§7 Lundi 3 novembre 2014, dans la matinée

§7 Lundi 3 novembre 2014, dans la matinée

Sylvaine, après avoir quitté Christian Labecqua, avait dit à Alain sur un ton qui ne souffrirait pas la contradiction :

Demain, nous irons en Limousin. Il y a quelque chose de pas clair dans cette affaire. Je n’arrive pas à mettre le doigt dessus, mais il y a un truc qui cloche. Vous ne faites pas la fête ce soir, je vous veux frais pour me conduire, au retour je conduirai. Demandez à votre copine Sonia où se trouve le village dont à parler monsieur Labecque, nous allons interroger la maitresse. Nous passerons la voir le cas échéant et si nous avons le temps, car je désire être tôt rentrée pour vérifier des faits.

Alain avait protesté pour la forme, mais sa patronne avait commandé.

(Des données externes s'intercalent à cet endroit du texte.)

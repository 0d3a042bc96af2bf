use std::ffi::OsString;
use std::io;
use std::process::ExitCode;

use clap::{Arg, ArgAction, ArgMatches, Command};
use tracing_subscriber::EnvFilter;

use crate::commands;
use crate::context::CliSession;
use crate::error::CliError;
use crate::formatter::{OutputFormat, emit_result};
use crate::util::Verbosity;

const NAME: &str = "dooi";

pub fn run() -> ExitCode {
    match run_cli(std::env::args()) {
        Ok(code) => code,
        Err(err) => {
            err.print();
            err.exit_code()
        }
    }
}

/// Parses arguments, builds the session, and dispatches to a command. The returned
/// `ExitCode` follows `sysexits` so scripts can branch on the failure class.
pub fn run_cli<I, S>(args: I) -> Result<ExitCode, CliError>
where
    I: IntoIterator<Item = S>,
    S: Into<OsString> + Clone,
{
    let command = build_cli();
    let matches = command.try_get_matches_from(args)?;

    let verbosity = Verbosity {
        json: matches.get_flag("json"),
        verbose: matches.get_flag("verbose"),
    };
    init_tracing(verbosity.verbose);
    let output = if verbosity.json {
        OutputFormat::Json
    } else {
        OutputFormat::Text
    };

    let cli_override = matches.get_one::<String>("cli").map(String::as_str);
    let session = CliSession::bootstrap(cli_override, verbosity)?;
    if session.verbosity.verbose {
        let config = session.config();
        tracing::info!(
            program = %config.program,
            args = ?config.program_args,
            stage_root = %config.stage_root.display(),
            timeout_ms = config.timeout.as_millis() as u64,
            "resolved dooi-ui invocation"
        );
    }

    let result = dispatch(&session, &matches)?;
    emit_result(result, output)
}

/// Logs go to stderr; `RUST_LOG` wins, then `LOG_LEVEL`, then `warn` (`debug` with `--verbose`).
fn init_tracing(verbose: bool) {
    let fallback = if verbose { "debug" } else { "warn" };
    let filter = EnvFilter::try_from_default_env()
        .ok()
        .or_else(|| {
            std::env::var("LOG_LEVEL")
                .ok()
                .and_then(|level| EnvFilter::try_new(level.trim()).ok())
        })
        .unwrap_or_else(|| EnvFilter::new(fallback));

    let _ = tracing_subscriber::fmt()
        .with_env_filter(filter)
        .with_writer(io::stderr)
        .with_target(false)
        .try_init();
}

fn build_cli() -> Command {
    Command::new(NAME)
        .about("Fetch, install, and adapt dooi-ui components and templates")
        .version(env!("CARGO_PKG_VERSION"))
        .arg(
            Arg::new("json")
                .long("json")
                .global(true)
                .action(ArgAction::SetTrue)
                .help("Emit a single JSON document instead of human-readable text."),
        )
        .arg(
            Arg::new("verbose")
                .long("verbose")
                .global(true)
                .action(ArgAction::SetTrue)
                .help("Log the resolved dooi-ui invocation and every pipeline step to stderr."),
        )
        .arg(
            Arg::new("cli")
                .long("cli")
                .global(true)
                .value_name("COMMAND")
                .help("Command used to run dooi-ui, e.g. \"npx dooi-ui\" (default; env DOOI_CLI)."),
        )
        .subcommand_required(true)
        .subcommand(commands::list::command())
        .subcommand(commands::fetch::command())
        .subcommand(commands::install::command())
        .subcommand(commands::edit::command())
        .subcommand(commands::deps::command())
        .subcommand(commands::apply::command())
}

fn dispatch(
    session: &CliSession,
    matches: &ArgMatches,
) -> Result<commands::CommandResult, CliError> {
    match matches.subcommand() {
        Some(("list", sub)) => commands::list::run(session, sub),
        Some(("fetch", sub)) => commands::fetch::run(session, sub),
        Some(("install", sub)) => commands::install::run(sub),
        Some(("edit", sub)) => commands::edit::run(sub),
        Some(("deps", sub)) => commands::deps::run(session, sub),
        Some(("apply", sub)) => commands::apply::run(session, sub),
        _ => Err(CliError::usage("missing command")),
    }
}

#[cfg(test)]
mod tests {
    use super::*;

    #[test]
    fn command_tree_is_consistent() {
        build_cli().debug_assert();
    }
}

La « chinoise », un surnom assez ridicule pour une personne née d’un père caucasien et d’une mère vietnamienne, épousé lors d’une rencontre diplomatique, un surnom qui trahissait surtout les préjugés et la bêtise de ceux qui le proféraient comme une injure, la « chinoise », donc, avait commandé. Sylvaine ne passait pour avoir le caractère mauvais, sauf quand il y avait des cailloux dans les chaussures d’une enquête qui s’annonçait rapide au début. Là, l’affaire était mal engagée. Dans ces cas-là, Alain essayait pour se détendre de se rappeler un des ragots sur Sylvaine que ses collègues lui avaient rapporté lors de son entrée au commissariat de La Rochelle. Par exemple, l’histoire invraisemblable d’un collègue qui aurait terminé sa vie sous la forme d’un sushi pour l’avoir contredite. Toutes les fois qu’il avait l’image de « la cheffe a commandé », ce rituel de souvenance sur la bêtise humaine lui remettait du baume au cœur… et l’inciter à travailler.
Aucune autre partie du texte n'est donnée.